I approached the ferry docks and, after passport control, was waved to the front of the waiting queue of cars and trucks. As the gigantic end of the ship opened up, I was ushered up the ramp, into the cavernous space, and along to the front where I was tucked up close to the side superstructure. I dismounted and watched as the seamen strapped my bike down to lugs in the steel deck, then went upstairs to watch the mystical white cliffs fade into the distance. At about the time the cliffs disappeared, the coast of France appeared on the other horizon and slowly grew to fill it as we pulled into the landing docks at Calais.
I headed off gingerly, remembering to keep my right shoulder nearest the curb. It was a grey day and nothing struck me apart from the flat land and the straight lines of trees down each side of the road and the fact that, judging by the sign posts, I seemed to be covering a lot of miles in relatively short order before realising that, of course, they were posting in kilometres.

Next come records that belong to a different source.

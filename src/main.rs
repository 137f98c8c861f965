use anyhow::Result;
use sessy_bridge::config::Config;
use sessy_bridge::error::SessyError;
use sessy_bridge::logging::init_logging;
use sessy_bridge::runtime::BridgeRuntime;
use sessy_bridge::web;
use std::sync::Arc;
use tokio::sync::Mutex;
use tokio::time::MissedTickBehavior;
use tracing::{error, info, warn};

#[tokio::main]
async fn main() -> Result<()> {
    let config = Config::load().map_err(|e| anyhow::anyhow!("Failed to load config: {}", e))?;
    config.validate()?;
    init_logging(&config.logging)?;

    info!("Sessy bridge {} starting up", env!("APP_VERSION"));

    let runtime = BridgeRuntime::from_config(&config)?;
    let runtime = Arc::new(Mutex::new(runtime));

    if let Err(e) = runtime.lock().await.start() {
        error!("Plugin failed to start: {}", e);
    }

    let web_task = if config.web.enabled {
        let web_runtime = runtime.clone();
        let (host, port) = (config.web.host.clone(), config.web.port);
        Some(tokio::spawn(async move {
            if let Err(e) = web::serve(web_runtime, &host, port).await {
                error!("Web server error: {}", e);
            }
        }))
    } else {
        None
    };

    let period = runtime.lock().await.heartbeat_interval();
    let mut ticker = tokio::time::interval(period);
    ticker.set_missed_tick_behavior(MissedTickBehavior::Delay);

    loop {
        tokio::select! {
            _ = ticker.tick() => {
                let mut rt = runtime.lock().await;
                match rt.heartbeat().await {
                    Ok(()) => {}
                    Err(SessyError::TooManyRetries) => {
                        error!("Heartbeat aborted: too many failed retries");
                    }
                    Err(e) => warn!("Heartbeat failed: {}", e),
                }
            }
            _ = tokio::signal::ctrl_c() => {
                info!("Shutdown requested");
                break;
            }
        }
    }

    runtime.lock().await.stop();
    if let Some(task) = web_task {
        task.abort();
    }
    info!("Sessy bridge shutdown complete");
    Ok(())
}
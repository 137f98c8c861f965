use std::process::Command;

fn flag(name: &str) -> bool {
    std::env::var(name).is_ok_and(|v| v == "1" || v.eq_ignore_ascii_case("true"))
}

/// Short sha of HEAD, or `GIT_SHA` for checkouts without .git
fn git_sha() -> Option<String> {
    let from_git = Command::new("git")
        .args(["rev-parse", "--short", "HEAD"])
        .output()
        .ok()
        .filter(|out| out.status.success())
        .map(|out| String::from_utf8_lossy(&out.stdout).trim().to_string());
    from_git
        .or_else(|| std::env::var("GIT_SHA").ok())
        .filter(|s| !s.is_empty())
}

fn main() {
    let base = env!("CARGO_PKG_VERSION");
    let version = match (flag("SESSY_NIGHTLY"), git_sha()) {
        (true, Some(sha)) => format!("{}-nightly+{}", base, sha),
        (true, None) => format!("{}-nightly", base),
        (false, _) => base.to_string(),
    };

    println!("cargo:rustc-env=APP_VERSION={}", version);
    println!("cargo:rerun-if-env-changed=SESSY_NIGHTLY");
    println!("cargo:rerun-if-env-changed=GIT_SHA");
    println!("cargo:rerun-if-changed=.git/HEAD");
    println!("cargo:rerun-if-changed=.git/refs/heads");
}
use crate::sessy::{EnergyStatus, PowerStatus, PowerStrategy, StrategyConsensus};

/// One battery's values after a successful poll
#[derive(Debug, Clone, PartialEq, Default)]
pub struct BatteryReading {
    /// 0..100
    pub state_of_charge: f64,
    /// W; negative is charging
    pub power: i64,
    pub setpoint: i64,
    pub system_state: String,
    pub import_wh: f64,
    pub export_wh: f64,
}

impl BatteryReading {
    pub fn from_status(power: &PowerStatus, energy: &EnergyStatus) -> Self {
        Self {
            state_of_charge: power.sessy.state_of_charge * 100.0,
            power: power.sessy.power,
            setpoint: power.sessy.power_setpoint,
            system_state: power.sessy.system_state.clone(),
            import_wh: energy.sessy_energy.import_wh,
            export_wh: energy.sessy_energy.export_wh,
        }
    }

    /// Power flowing into the battery, W
    pub fn charge_power(&self) -> f64 {
        (-self.power).max(0) as f64
    }

    /// Power flowing out of the battery, W
    pub fn discharge_power(&self) -> f64 {
        self.power.max(0) as f64
    }
}

/// System-wide totals, built fresh for every poll pass
#[derive(Debug, Clone, Default)]
pub struct SystemAggregate {
    batteries: usize,
    state_of_charge_sum: f64,
    power: i64,
    setpoint: i64,
    import_wh: f64,
    export_wh: f64,
    charge_power: f64,
    discharge_power: f64,
    strategy: StrategyConsensus,
}

impl SystemAggregate {
    /// Add one battery's contribution
    pub fn add(&mut self, reading: &BatteryReading) {
        self.batteries += 1;
        self.state_of_charge_sum += reading.state_of_charge;
        self.power += reading.power;
        self.setpoint += reading.setpoint;
        self.import_wh += reading.import_wh;
        self.export_wh += reading.export_wh;
        self.charge_power += reading.charge_power();
        self.discharge_power += reading.discharge_power();
    }

    /// Fold one battery's strategy; `None` when it could not be decoded
    pub fn fold_strategy(&mut self, strategy: Option<PowerStrategy>) {
        self.strategy = self.strategy.fold(strategy);
    }

    pub fn batteries(&self) -> usize {
        self.batteries
    }

    /// Average state of charge; `None` without batteries
    pub fn state_of_charge(&self) -> Option<f64> {
        (self.batteries > 0).then(|| self.state_of_charge_sum / self.batteries as f64)
    }

    pub fn power(&self) -> i64 {
        self.power
    }

    pub fn setpoint(&self) -> i64 {
        self.setpoint
    }

    pub fn import_wh(&self) -> f64 {
        self.import_wh
    }

    pub fn export_wh(&self) -> f64 {
        self.export_wh
    }

    pub fn charge_power(&self) -> f64 {
        self.charge_power
    }

    pub fn discharge_power(&self) -> f64 {
        self.discharge_power
    }

    pub fn strategy(&self) -> StrategyConsensus {
        self.strategy
    }
}

#[cfg(test)]
mod tests {
    use super::*;
    use crate::sessy::MIXED_LEVEL;

    fn reading(soc: f64, power: i64) -> BatteryReading {
        BatteryReading {
            state_of_charge: soc,
            power,
            setpoint: power,
            system_state: "SYSTEM_STATE_RUNNING_SAFE".to_string(),
            import_wh: 1000.0,
            export_wh: 800.0,
        }
    }

    #[test]
    fn average_state_of_charge() {
        let mut agg = SystemAggregate::default();
        assert_eq!(agg.state_of_charge(), None);
        agg.add(&reading(50.0, 0));
        agg.add(&reading(70.0, 0));
        assert!((agg.state_of_charge().unwrap() - 60.0).abs() < 1e-9);
    }

    #[test]
    fn sums_power_setpoint_and_energy() {
        let mut agg = SystemAggregate::default();
        agg.add(&reading(50.0, -1200));
        agg.add(&reading(70.0, 400));
        assert_eq!(agg.power(), -800);
        assert_eq!(agg.setpoint(), -800);
        assert_eq!(agg.import_wh(), 2000.0);
        assert_eq!(agg.export_wh(), 1600.0);
        assert_eq!(agg.charge_power(), 1200.0);
        assert_eq!(agg.discharge_power(), 400.0);
        assert_eq!(agg.batteries(), 2);
    }

    #[test]
    fn strategy_consensus() {
        let mut agg = SystemAggregate::default();
        agg.fold_strategy(Some(PowerStrategy::Roi));
        agg.fold_strategy(Some(PowerStrategy::Roi));
        assert_eq!(agg.strategy().level(), PowerStrategy::Roi.level());

        agg.fold_strategy(Some(PowerStrategy::Idle));
        assert_eq!(agg.strategy().level(), MIXED_LEVEL);
    }

    #[test]
    fn reading_from_vendor_payloads() {
        let power: PowerStatus = serde_json::from_str(
            r#"{"status":"ok","sessy":{"state_of_charge":0.5,"power":-250,"power_setpoint":-250,"system_state":"SYSTEM_STATE_RUNNING_SAFE"}}"#,
        )
        .unwrap();
        let energy: EnergyStatus =
            serde_json::from_str(r#"{"status":"ok","sessy_energy":{"import_wh":10,"export_wh":5}}"#)
                .unwrap();
        let r = BatteryReading::from_status(&power, &energy);
        assert!((r.state_of_charge - 50.0).abs() < 1e-9);
        assert_eq!(r.charge_power(), 250.0);
        assert_eq!(r.discharge_power(), 0.0);
        assert_eq!(r.import_wh, 10.0);
    }
}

Typically, I had only the vaguest of plans for Paris. My friend Jerome had suggested I look up his ex-sister-in-law whom I'd met a couple of times at his place. After some dodgey moments on the Periferique and one or two of the frighteningly massive roundabouts, I stopped to buy a city map and ask directions. Although I could get by asking the questions, my school French wasn't helping much as I tried to fathom what was being said in response. At one point, quite near I thought to my destination, a lady responded to my query by pointing repeatedly down the road and saying, “Tous droit, tous droit.” I naturally assumed she was saying turn right and right again (yes, she was saying, “Straight ahead, straight ahead”) and I was soon lost again. It was near nightfall when I finally found the address. I was confronted by a fierce concierge who looked me up and down disdainfully and informed me that, of course, they were all away on holiday.
So to Plan B, except that I didn't have one of those either. As I cruised aimlessly around, I spotted a row of abandoned derelict terraced houses in varying states of collapse. After a bit of foot reconnaissance, I drove the bike up a rough footpath and through a doorless doorway, into a small half roofed room off to the side. I spread out my sleeping bag on the sagging floor and slept the sleep of the sublimely unaware.
In the morning I awoke to the sound of engines and movement outside, then silence. As I got up there was a tap tap at the shutters still in place on the front window. I wasn't expecting visitors but I opened one of the shutters to see, standing well back in case there was trouble, a fully geared up riot policeman. And arrayed behind him was a phalanx of about thirty similarly dressed policemen all looking my way, and behind them again a row of corrugated snub nose Citroen police vans with wire mesh bolted across their front windscreens.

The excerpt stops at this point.